Color-grading application for Mac OS

Color is a professional color-grading application developed by Apple for its Mac OS X operating system. It was one of the major applications included as part of the Final Cut Studio video-production suite. The application was originally called FinalTouch and was developed by Silicon Color, until the company was acquired by Apple in October 2006.

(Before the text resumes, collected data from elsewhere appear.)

/*
 * Copyright Amazon.com, Inc. or its affiliates. All Rights Reserved.
 * SPDX-License-Identifier: Apache-2.0
 */

/* Automatically managed default lints */
#![cfg_attr(docsrs, feature(doc_auto_cfg))]
/* End of automatically managed default lints */
#![warn(
    missing_debug_implementations,
    missing_docs,
    rustdoc::missing_crate_level_docs,
    unreachable_pub,
    rust_2018_idioms
)]

//! Hierarchical storage management data mover for Azure Blob Storage.
//!
//! Files living under a POSIX mount are archived into a blob container (flat or
//! hierarchical-namespace), restored back, or removed from the container. Archiving a file
//! first replicates each ancestor directory as a zero-length placeholder blob carrying the
//! directory's ownership, mode and modification time, then uploads the file content as
//! concurrently staged blocks under a process-wide [`Pacer`](runtime::pacer::Pacer).
//!
//! # Examples
//!
//! Archive a single file:
//!
//! ```no_run
//! # async fn example() -> Result<(), hsm_blob_mover::error::Error> {
//! let config = hsm_blob_mover::from_env().load()?;
//! let client = hsm_blob_mover::Client::new(config)?;
//!
//! let output = client
//!     .archive()
//!     .object_name("projects/alpha/results.dat")
//!     .send()
//!     .await?;
//!
//! println!("archived {} bytes", output.bytes_transferred());
//! # Ok(())
//! # }
//! ```
//!
//! Movers are normally driven by a coordinator through [`mover::plugin::Plugin`], which routes
//! archive, restore, remove and cancel requests to the [`mover::Mover`] registered for the
//! request's archive ID.

/// Default number of concurrent block transfers per operation
pub(crate) const DEFAULT_CONCURRENCY: usize = 8;

/// Error types emitted by `hsm-blob-mover`
pub mod error;

/// Common types used by `hsm-blob-mover`
pub mod types;

/// Types and helpers for I/O
pub(crate) mod io;

/// Mapping of filesystem object names to blob addresses
pub mod path;

/// Filesystem metadata preserved alongside archived blobs
pub mod metadata;

/// Object store backends
pub mod store;

/// Mover client
pub mod client;

/// Mover operations
pub mod operation;

/// Mover configuration
pub mod config;

/// Coordinator-facing mover contract
pub mod mover;

/// Internal runtime components
pub mod runtime;

/// Units and throughput measurements
pub mod metrics;

pub use self::client::Client;
use self::config::loader::ConfigLoader;
pub use self::config::Config;

/// Create a config loader
pub fn from_env() -> ConfigLoader {
    ConfigLoader::default()
}
/*
 * Copyright Amazon.com, Inc. or its affiliates. All Rights Reserved.
 * SPDX-License-Identifier: Apache-2.0
 */

#![cfg(target_family = "unix")]


use std::sync::Arc;

use hsm_blob_mover::error::ErrorKind;
use hsm_blob_mover::store::in_memory::{InMemoryBlobStore, StoreCall};
use hsm_blob_mover::types::NamespaceMode;
use test_common::create_mount;
use test_utils::{client, config};
use tokio_util::sync::CancellationToken;

#[tokio::test]
async fn test_remove_keeps_placeholders() {
    let mount = create_mount(&[("a/b/file.txt", 100)], &[]);
    let store = Arc::new(InMemoryBlobStore::new());
    let client = client(config(mount.path(), 1024, NamespaceMode::Flat), &store);

    client
        .archive()
        .object_name("a/b/file.txt")
        .send()
        .await
        .unwrap();
    store.snapshot("export1/a/b/file.txt").unwrap();

    let output = client
        .remove()
        .object_name("a/b/file.txt")
        .send()
        .await
        .unwrap();

    assert_eq!("export1/a/b/file.txt", output.object_key());
    assert_eq!(vec!["export1/a", "export1/a/b"], store.keys());
    assert_eq!(0, store.snapshot_count("export1/a/b/file.txt"));
    // the local file is left alone
    assert!(mount.path().join("a/b/file.txt").exists());
}

#[tokio::test]
async fn test_remove_missing_object() {
    let mount = create_mount(&[], &[]);
    let store = Arc::new(InMemoryBlobStore::new());
    let client = client(config(mount.path(), 1024, NamespaceMode::Flat), &store);

    let err = client
        .remove()
        .object_name("never/archived.txt")
        .send()
        .await
        .unwrap_err();
    assert!(err.is_not_found());
    assert_eq!(
        vec!["export1/never/archived.txt"],
        store.calls(StoreCall::DeleteBlob)
    );
}

#[tokio::test]
async fn test_remove_backend_failure() {
    let mount = create_mount(&[("f", 1)], &[]);
    let store = Arc::new(InMemoryBlobStore::new());
    let client = client(config(mount.path(), 1024, NamespaceMode::Flat), &store);
    client.archive().object_name("f").send().await.unwrap();
    store.fail_all(StoreCall::DeleteBlob);

    let err = client.remove().object_name("f").send().await.unwrap_err();
    assert_eq!(&ErrorKind::BackendUnavailable, err.kind());
    assert_eq!(vec!["export1/f"], store.keys());

    store.clear_failures();
    client.remove().object_name("f").send().await.unwrap();
    assert!(store.keys().is_empty());
}

#[tokio::test]
async fn test_remove_cancelled() {
    let mount = create_mount(&[], &[]);
    let store = Arc::new(InMemoryBlobStore::new());
    let client = client(config(mount.path(), 1024, NamespaceMode::Flat), &store);
    let token = CancellationToken::new();
    token.cancel();

    let err = client
        .remove()
        .object_name("f")
        .cancellation_token(token)
        .send()
        .await
        .unwrap_err();
    assert_eq!(&ErrorKind::OperationCancelled, err.kind());
}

Color was launched on April 15, 2007, as part of the USD1,299 Final Cut Studio suite, with Apple proclaiming it was "democratizing" color correction and video editing by offering professional-level tools at a consumer price (at the time a color grading system could cost up to $100,000). The standalone Final Cut Pro application contained basic color grading tools, but Color allowed professional techniques such as Bezier-based masking and single and multipoint optical tracking. FinalTouch and Color used the Digital Picture Exchange (DPX) format commonly used in commercial video and feature film production.

Color 1.5 was introduced on July 23, 2009, along with the new Final Cut Studio 2009, which featured support for 4K video, full-quality compatibility with the Red One camera, and the ability to copy grades to multiple clips.

Color and the other Final Cut Studio applications were discontinued with the release of Final Cut Pro X, Motion 5, and Compressor 4 in 2011.